Forcing the user to remember which data standard is installed is sub-optimal. We should be able to detect this implicitly and install the correct version without user input.
If table
AddressTypeexists, then install Data Standard 2. if neededElse if table
VersionLevelexists, then install Data Standard 3.1.Else if table
DeployJournalexists, then install Data Standard 3.2.Else throw an error: "Unable to determine the ODS database version".
Status
Will proceed with this design. Jan 10, 2020 @Stephen Fuqua
Data Standard 2 support plan:
New views submitted by the community on Data Standard 3+ will not be translated to Data Standard 2 by the Alliance. Pull requests from community members adding the view(s) to Data Standard 2 will be welcomed.
This will be documented in the official notes.
Data Standard 2 support will signal deprecation - that is, we reserve the right to remove Data Standard from a future Analytics Middle Tier 3.0 release.

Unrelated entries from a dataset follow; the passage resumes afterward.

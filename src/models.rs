// Core data structures for broadcast coordination

use chrono::{DateTime, NaiveDate, Utc};
use serde::{Deserialize, Serialize};

/// Slot key used by the once-a-day broadcast types
pub const DAILY_SLOT_KEY: &str = "daily";

/// Broadcast type enumeration
#[derive(Debug, Clone, Copy, PartialEq, Eq, Hash, PartialOrd, Ord, Serialize, Deserialize)]
#[serde(rename_all = "lowercase")]
pub enum BroadcastType {
    Wisdom,
    Quiz,
    Manual,
}

impl BroadcastType {
    /// Get string representation
    pub fn as_str(&self) -> &'static str {
        match self {
            Self::Wisdom => "wisdom",
            Self::Quiz => "quiz",
            Self::Manual => "manual",
        }
    }

    /// Create from string
    pub fn parse(s: &str) -> Option<Self> {
        match s.trim().to_lowercase().as_str() {
            "wisdom" => Some(Self::Wisdom),
            "quiz" => Some(Self::Quiz),
            "manual" => Some(Self::Manual),
            _ => None,
        }
    }

    /// Types driven by the window scheduler
    pub fn scheduled() -> Vec<Self> {
        vec![Self::Wisdom, Self::Quiz]
    }
}

impl std::fmt::Display for BroadcastType {
    fn fmt(&self, f: &mut std::fmt::Formatter<'_>) -> std::fmt::Result {
        write!(f, "{}", self.as_str())
    }
}

/// The unit of work that may be claimed at most once
///
/// Scheduled types use [`DAILY_SLOT_KEY`], so `(date, type)` is unique per day.
/// Manual overrides carry an hour-granularity identity such as `2025-09-26T14`.
#[derive(Debug, Clone, PartialEq, Eq, Hash, Serialize, Deserialize)]
pub struct BroadcastSlot {
    pub date: NaiveDate,
    pub broadcast_type: BroadcastType,
    pub slot_key: String,
}

impl BroadcastSlot {
    /// Slot for a scheduled once-a-day broadcast
    pub fn daily(broadcast_type: BroadcastType, date: NaiveDate) -> Self {
        Self {
            date,
            broadcast_type,
            slot_key: DAILY_SLOT_KEY.to_string(),
        }
    }

    /// Slot for a manual override keyed by a caller-supplied identity
    pub fn manual(date: NaiveDate, identity: impl Into<String>) -> Self {
        Self {
            date,
            broadcast_type: BroadcastType::Manual,
            slot_key: identity.into(),
        }
    }

    /// Resource key for the advisory lock guarding this slot
    pub fn lock_key(&self) -> String {
        match self.broadcast_type {
            BroadcastType::Manual => format!("broadcast:manual:{}", self.slot_key),
            other => format!("broadcast:{}:{}", other.as_str(), self.date.format("%Y-%m-%d")),
        }
    }
}

impl std::fmt::Display for BroadcastSlot {
    fn fmt(&self, f: &mut std::fmt::Formatter<'_>) -> std::fmt::Result {
        write!(
            f,
            "{}@{}/{}",
            self.broadcast_type,
            self.date.format("%Y-%m-%d"),
            self.slot_key
        )
    }
}

/// Identity of a ledger row
#[derive(Debug, Clone, Copy, PartialEq, Eq, Hash, Serialize, Deserialize)]
#[serde(transparent)]
pub struct ReservationId(pub i64);

impl std::fmt::Display for ReservationId {
    fn fmt(&self, f: &mut std::fmt::Formatter<'_>) -> std::fmt::Result {
        write!(f, "{}", self.0)
    }
}

/// Reservation lifecycle: `reserved -> sending -> completed | failed`
#[derive(Debug, Clone, Copy, PartialEq, Eq, Hash, Serialize, Deserialize)]
#[serde(rename_all = "lowercase")]
pub enum ReservationStatus {
    Reserved,
    Sending,
    Completed,
    Failed,
}

impl ReservationStatus {
    pub fn as_str(&self) -> &'static str {
        match self {
            Self::Reserved => "reserved",
            Self::Sending => "sending",
            Self::Completed => "completed",
            Self::Failed => "failed",
        }
    }

    pub fn parse(s: &str) -> Option<Self> {
        match s {
            "reserved" => Some(Self::Reserved),
            "sending" => Some(Self::Sending),
            "completed" => Some(Self::Completed),
            "failed" => Some(Self::Failed),
            _ => None,
        }
    }

    /// Whether the row has reached a final state
    pub fn is_terminal(&self) -> bool {
        matches!(self, Self::Completed | Self::Failed)
    }
}

impl std::fmt::Display for ReservationStatus {
    fn fmt(&self, f: &mut std::fmt::Formatter<'_>) -> std::fmt::Result {
        write!(f, "{}", self.as_str())
    }
}

/// Durable record of a claimed slot
#[derive(Debug, Clone, Serialize, Deserialize)]
pub struct ReservationRecord {
    pub id: ReservationId,
    pub slot: BroadcastSlot,
    pub status: ReservationStatus,
    pub created_by: String,
    pub created_at: DateTime<Utc>,
    pub completed_at: Option<DateTime<Utc>>,
    pub successful_deliveries: u32,
    pub failed_deliveries: u32,
    pub topic: Option<String>,
    pub error_message: Option<String>,
}

/// Final outcome written back to a reservation after execution
#[derive(Debug, Clone, PartialEq, Eq, Serialize, Deserialize)]
pub struct Completion {
    pub status: ReservationStatus,
    pub successful_deliveries: u32,
    pub failed_deliveries: u32,
    pub topic: Option<String>,
    pub error_message: Option<String>,
}

impl Completion {
    /// Delivery finished with the given counts
    pub fn delivered(successful: u32, failed: u32) -> Self {
        Self {
            status: ReservationStatus::Completed,
            successful_deliveries: successful,
            failed_deliveries: failed,
            topic: None,
            error_message: None,
        }
    }

    /// Executor failed; the slot stays claimed
    pub fn failed(error: impl Into<String>) -> Self {
        Self {
            status: ReservationStatus::Failed,
            successful_deliveries: 0,
            failed_deliveries: 0,
            topic: None,
            error_message: Some(error.into()),
        }
    }

    pub fn with_topic(mut self, topic: Option<String>) -> Self {
        self.topic = topic;
        self
    }
}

Student, Parent, and Staff Keys
Requirement
The views should expose "Key" fields based on the natural key of the underlying table.
Design
In the case of StudentDimension , ContactPersonDimension , and UserDimension , the original release used StudentUSI , ParentUSI , and StaffUSI respectively. The "USI" columns are primary keys and were used by mistake. The "UniqueId" columns are the correct natural keys.
Change all instances of StudentKey , ContactPersonKey , and UserKey to use the corresponding "UniqueId" column from the source table.
Status
Will proceed with this design. Dec 31, 2019 @Stephen Fuqua
Descriptor and Type Mapping
Requirement
Decouple the views from hard-coded Descriptor and Type values.
Context
many of the views need to lookup records by Descriptor value - for instance, looking up the Attendance records where a student has an "Excused Absence" or "Unexcused Absence." Because the original developer had access to only a limited dataset, it was not realized that the Descriptor values will vary widely from one implementation to the next. Thus the hard-coding needs to be decoupled, allowing the implementation to provide a mapping from their Descriptor value to the concept used by the Analytics Middle Tier.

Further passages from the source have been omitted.